Work request:
Where the listing below reaches the line containing "self.base_unit", start writing out lines exactly, and stop once the line containing "impl fmt::Display for UnitType" has been written.

Records for this exercise:
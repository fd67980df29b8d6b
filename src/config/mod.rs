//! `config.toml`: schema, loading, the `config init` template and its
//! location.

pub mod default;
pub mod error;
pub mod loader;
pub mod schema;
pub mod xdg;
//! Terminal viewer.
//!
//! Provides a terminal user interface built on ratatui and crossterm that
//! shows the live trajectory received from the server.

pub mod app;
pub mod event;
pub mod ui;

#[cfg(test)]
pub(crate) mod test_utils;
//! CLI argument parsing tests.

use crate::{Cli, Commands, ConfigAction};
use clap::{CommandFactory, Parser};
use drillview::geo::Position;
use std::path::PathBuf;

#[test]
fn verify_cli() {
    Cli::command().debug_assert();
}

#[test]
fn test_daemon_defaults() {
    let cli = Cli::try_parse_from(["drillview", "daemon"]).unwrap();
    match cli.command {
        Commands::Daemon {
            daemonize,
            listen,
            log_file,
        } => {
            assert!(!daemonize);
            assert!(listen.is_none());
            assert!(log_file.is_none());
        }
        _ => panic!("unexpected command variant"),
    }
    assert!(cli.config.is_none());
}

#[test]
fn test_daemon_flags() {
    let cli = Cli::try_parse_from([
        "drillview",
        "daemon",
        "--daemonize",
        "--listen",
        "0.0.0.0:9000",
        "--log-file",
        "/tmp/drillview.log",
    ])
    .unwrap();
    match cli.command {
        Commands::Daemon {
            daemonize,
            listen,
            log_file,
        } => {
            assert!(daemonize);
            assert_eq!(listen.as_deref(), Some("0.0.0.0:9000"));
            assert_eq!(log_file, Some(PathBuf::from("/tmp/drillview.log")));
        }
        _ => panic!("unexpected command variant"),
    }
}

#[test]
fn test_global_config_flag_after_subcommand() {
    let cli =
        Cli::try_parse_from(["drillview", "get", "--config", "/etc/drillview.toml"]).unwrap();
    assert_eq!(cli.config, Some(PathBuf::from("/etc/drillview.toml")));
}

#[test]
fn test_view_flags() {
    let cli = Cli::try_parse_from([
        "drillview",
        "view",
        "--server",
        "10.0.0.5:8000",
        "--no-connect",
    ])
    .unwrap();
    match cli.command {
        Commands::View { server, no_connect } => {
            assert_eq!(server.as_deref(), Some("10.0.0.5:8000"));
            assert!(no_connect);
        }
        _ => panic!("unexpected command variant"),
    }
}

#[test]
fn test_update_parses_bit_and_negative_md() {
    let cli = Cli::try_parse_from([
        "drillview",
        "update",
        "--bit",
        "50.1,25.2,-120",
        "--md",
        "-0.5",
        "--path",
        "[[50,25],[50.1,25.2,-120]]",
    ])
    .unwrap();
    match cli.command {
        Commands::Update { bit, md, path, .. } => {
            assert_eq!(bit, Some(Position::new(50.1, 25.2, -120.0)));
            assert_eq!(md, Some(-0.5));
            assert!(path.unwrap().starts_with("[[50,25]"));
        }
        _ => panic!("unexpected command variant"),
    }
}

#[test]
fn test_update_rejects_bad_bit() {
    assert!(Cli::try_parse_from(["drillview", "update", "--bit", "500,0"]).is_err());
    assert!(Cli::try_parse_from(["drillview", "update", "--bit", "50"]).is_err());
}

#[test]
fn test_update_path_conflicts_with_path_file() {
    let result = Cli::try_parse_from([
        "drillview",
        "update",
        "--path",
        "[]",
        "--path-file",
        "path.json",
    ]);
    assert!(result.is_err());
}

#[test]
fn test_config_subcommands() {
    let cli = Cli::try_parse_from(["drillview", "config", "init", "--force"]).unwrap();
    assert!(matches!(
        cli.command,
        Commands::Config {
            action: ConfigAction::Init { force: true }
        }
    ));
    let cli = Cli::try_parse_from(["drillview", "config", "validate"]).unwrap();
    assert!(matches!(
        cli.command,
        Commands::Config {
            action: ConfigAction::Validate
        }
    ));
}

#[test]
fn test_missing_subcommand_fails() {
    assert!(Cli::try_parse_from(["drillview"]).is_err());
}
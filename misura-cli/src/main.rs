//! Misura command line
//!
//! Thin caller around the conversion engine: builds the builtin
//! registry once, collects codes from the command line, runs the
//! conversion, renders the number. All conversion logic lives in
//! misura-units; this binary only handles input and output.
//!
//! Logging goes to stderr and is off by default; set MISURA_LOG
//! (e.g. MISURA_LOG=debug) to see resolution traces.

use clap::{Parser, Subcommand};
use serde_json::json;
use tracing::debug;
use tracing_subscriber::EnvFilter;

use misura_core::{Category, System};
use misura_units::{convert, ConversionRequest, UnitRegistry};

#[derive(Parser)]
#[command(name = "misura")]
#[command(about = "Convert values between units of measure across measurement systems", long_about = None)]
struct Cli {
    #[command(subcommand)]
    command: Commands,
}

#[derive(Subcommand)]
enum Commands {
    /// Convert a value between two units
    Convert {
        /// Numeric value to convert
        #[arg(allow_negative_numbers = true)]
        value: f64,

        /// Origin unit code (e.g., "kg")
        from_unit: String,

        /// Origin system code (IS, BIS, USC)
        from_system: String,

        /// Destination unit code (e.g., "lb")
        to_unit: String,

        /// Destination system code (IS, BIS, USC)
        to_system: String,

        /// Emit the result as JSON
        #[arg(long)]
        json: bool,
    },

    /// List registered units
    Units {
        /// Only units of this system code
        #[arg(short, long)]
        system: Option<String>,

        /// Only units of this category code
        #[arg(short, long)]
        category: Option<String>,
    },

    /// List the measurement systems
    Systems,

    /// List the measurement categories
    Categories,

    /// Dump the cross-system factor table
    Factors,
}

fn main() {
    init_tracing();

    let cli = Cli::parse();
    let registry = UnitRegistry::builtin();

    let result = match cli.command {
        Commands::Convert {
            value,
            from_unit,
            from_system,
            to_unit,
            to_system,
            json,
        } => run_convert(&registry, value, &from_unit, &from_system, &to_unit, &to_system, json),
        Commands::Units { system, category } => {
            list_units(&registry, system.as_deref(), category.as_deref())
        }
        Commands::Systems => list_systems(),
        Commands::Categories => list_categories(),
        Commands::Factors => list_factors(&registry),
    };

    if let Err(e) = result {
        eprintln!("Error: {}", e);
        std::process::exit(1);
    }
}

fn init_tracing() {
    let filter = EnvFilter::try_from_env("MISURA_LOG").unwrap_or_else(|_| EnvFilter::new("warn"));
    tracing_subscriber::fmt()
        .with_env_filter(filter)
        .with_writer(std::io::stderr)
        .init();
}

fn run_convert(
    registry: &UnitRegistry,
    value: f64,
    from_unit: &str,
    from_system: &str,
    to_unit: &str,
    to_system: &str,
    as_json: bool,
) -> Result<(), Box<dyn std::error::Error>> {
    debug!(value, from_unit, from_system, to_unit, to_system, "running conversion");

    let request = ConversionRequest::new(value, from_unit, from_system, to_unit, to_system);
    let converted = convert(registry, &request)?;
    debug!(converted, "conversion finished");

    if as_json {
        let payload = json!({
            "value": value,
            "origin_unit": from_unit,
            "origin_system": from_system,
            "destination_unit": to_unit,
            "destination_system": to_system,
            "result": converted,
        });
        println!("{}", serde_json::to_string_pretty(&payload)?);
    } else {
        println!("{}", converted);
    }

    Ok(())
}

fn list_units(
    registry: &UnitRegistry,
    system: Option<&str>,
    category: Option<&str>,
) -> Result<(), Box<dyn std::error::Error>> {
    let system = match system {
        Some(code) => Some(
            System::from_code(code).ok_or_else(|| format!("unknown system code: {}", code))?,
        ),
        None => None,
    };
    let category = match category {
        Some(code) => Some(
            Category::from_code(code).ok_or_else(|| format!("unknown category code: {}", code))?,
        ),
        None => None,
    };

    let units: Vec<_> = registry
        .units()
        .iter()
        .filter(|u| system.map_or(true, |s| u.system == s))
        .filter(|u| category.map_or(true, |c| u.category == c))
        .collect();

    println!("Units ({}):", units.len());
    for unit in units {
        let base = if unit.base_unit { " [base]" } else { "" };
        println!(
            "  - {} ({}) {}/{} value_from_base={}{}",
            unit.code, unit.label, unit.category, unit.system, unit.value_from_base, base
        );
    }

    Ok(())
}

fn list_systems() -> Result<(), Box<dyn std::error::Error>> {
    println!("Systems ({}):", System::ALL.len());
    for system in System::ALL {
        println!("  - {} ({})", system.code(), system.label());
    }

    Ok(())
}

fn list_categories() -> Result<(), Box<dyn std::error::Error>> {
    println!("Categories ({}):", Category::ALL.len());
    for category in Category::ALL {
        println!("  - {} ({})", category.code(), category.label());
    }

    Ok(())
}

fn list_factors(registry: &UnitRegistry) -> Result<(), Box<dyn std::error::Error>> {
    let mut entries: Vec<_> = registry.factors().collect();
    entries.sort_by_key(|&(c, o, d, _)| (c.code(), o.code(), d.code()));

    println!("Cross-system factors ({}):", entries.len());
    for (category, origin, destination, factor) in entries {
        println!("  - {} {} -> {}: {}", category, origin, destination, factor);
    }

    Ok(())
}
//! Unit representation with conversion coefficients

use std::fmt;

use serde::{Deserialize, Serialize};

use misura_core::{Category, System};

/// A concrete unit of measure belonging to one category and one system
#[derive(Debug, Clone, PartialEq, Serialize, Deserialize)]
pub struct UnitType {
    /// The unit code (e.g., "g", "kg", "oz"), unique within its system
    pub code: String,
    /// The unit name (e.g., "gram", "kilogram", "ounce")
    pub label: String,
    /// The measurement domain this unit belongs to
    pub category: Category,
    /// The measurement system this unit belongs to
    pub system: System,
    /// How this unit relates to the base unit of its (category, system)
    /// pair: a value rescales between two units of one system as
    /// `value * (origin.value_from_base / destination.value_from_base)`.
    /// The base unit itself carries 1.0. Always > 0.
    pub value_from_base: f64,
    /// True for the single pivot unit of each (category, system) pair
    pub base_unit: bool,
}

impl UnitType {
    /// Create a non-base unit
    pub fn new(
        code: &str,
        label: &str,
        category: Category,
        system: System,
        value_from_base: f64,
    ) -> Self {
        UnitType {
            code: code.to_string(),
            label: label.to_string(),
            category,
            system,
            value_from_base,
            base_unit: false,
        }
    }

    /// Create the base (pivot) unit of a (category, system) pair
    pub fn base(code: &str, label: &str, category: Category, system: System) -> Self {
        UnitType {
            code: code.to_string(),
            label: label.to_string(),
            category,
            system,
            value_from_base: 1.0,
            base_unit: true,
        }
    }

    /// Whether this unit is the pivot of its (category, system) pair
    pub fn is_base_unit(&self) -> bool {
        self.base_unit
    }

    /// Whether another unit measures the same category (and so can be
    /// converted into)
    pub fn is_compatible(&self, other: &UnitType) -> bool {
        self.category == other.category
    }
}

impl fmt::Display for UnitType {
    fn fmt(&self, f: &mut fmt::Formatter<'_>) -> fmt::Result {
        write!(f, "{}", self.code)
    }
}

---

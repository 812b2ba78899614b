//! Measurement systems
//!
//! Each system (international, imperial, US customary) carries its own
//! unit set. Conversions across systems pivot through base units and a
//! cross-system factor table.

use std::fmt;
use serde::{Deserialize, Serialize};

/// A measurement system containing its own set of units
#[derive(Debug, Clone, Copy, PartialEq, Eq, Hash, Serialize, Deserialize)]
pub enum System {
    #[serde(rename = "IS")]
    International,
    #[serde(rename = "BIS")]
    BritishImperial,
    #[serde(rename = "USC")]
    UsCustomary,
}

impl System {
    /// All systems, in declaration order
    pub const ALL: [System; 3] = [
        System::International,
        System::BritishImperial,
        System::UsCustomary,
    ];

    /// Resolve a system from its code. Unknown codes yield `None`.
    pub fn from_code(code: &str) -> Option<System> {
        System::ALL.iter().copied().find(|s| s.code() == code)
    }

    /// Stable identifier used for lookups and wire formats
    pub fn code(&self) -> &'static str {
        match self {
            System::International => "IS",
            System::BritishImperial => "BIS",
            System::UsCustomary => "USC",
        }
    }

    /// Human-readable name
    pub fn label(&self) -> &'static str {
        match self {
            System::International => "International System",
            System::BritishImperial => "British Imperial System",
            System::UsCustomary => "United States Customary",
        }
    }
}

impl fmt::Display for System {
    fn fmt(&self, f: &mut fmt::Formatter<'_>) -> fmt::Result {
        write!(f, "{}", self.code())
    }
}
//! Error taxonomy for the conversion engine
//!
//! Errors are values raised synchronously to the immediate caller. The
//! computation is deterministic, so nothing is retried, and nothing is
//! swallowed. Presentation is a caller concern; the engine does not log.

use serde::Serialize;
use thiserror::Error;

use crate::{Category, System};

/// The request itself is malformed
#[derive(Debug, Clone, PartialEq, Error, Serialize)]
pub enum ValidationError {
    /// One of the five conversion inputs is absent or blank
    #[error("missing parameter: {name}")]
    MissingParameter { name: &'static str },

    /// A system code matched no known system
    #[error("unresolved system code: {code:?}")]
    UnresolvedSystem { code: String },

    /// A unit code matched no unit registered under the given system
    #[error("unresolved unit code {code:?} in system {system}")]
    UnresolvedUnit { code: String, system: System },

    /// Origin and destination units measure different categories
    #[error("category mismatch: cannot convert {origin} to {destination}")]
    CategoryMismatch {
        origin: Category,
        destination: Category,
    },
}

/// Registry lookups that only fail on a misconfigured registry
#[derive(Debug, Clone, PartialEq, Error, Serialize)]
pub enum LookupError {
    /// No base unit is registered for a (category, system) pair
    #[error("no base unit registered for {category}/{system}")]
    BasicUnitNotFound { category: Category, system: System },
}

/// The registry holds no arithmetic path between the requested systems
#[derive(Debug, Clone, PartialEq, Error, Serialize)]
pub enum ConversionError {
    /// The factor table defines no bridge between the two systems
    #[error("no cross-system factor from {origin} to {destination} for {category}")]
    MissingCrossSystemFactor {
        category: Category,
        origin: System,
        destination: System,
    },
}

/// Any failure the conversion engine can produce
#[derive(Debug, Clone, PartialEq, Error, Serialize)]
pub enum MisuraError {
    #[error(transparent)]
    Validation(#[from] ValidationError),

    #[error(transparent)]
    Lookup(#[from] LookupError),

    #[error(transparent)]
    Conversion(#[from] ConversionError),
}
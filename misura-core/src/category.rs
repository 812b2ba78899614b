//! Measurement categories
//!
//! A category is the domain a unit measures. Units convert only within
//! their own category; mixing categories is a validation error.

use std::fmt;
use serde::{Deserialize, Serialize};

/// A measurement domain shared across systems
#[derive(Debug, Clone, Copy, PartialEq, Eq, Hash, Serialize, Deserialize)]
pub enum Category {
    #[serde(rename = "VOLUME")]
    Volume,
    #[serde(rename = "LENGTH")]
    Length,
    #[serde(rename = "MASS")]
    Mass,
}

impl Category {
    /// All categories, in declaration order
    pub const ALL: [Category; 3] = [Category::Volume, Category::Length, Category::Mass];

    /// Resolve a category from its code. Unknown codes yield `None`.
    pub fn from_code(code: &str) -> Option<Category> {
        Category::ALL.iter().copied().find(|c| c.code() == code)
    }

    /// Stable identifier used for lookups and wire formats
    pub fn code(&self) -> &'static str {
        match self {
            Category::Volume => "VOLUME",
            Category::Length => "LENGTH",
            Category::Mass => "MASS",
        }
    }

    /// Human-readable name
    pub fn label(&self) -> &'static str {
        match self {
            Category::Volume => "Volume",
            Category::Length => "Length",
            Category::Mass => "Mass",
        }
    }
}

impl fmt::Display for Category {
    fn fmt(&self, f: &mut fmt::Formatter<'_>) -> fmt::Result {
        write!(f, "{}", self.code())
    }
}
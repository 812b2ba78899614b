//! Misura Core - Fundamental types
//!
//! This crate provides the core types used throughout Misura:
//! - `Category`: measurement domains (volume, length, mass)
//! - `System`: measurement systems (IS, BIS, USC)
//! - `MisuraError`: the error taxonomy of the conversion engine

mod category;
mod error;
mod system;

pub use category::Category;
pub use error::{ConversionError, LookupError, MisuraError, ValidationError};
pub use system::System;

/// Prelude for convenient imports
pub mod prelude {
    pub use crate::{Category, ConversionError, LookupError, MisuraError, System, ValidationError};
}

Exercise response:
        self.base_unit
    }

    /// Whether another unit measures the same category (and so can be
    /// converted into)
    pub fn is_compatible(&self, other: &UnitType) -> bool {
        self.category == other.category
    }
}

impl fmt::Display for UnitType {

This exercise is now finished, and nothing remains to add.